Items from a dataset
——————

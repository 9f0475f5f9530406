pub mod entities;
pub mod options;
pub mod output;
pub mod page;

pub use entities::{
    DEFAULT_HEADER, DOS_FORMAT, ExtractedEntities, PatientInfo, UNKNOWN_PROVIDER, format_dos,
};
pub use options::{
    ClusterOrder, ClusteringOptions, ContextOptions, OutputPolicy, PipelineOptions,
    PostprocessOptions,
};
pub use output::{OUTPUT_COLUMNS, OutputRow, ROOT_PARENT_KEY};
pub use page::{ClusterLabel, NOISE_LABEL, Page, PageMetadata};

——————

A line qualifies when it holds the word "page"; report all qualifying lines from the records above.

» Reply:
pub mod page;
pub use page::{ClusterLabel, NOISE_LABEL, Page, PageMetadata};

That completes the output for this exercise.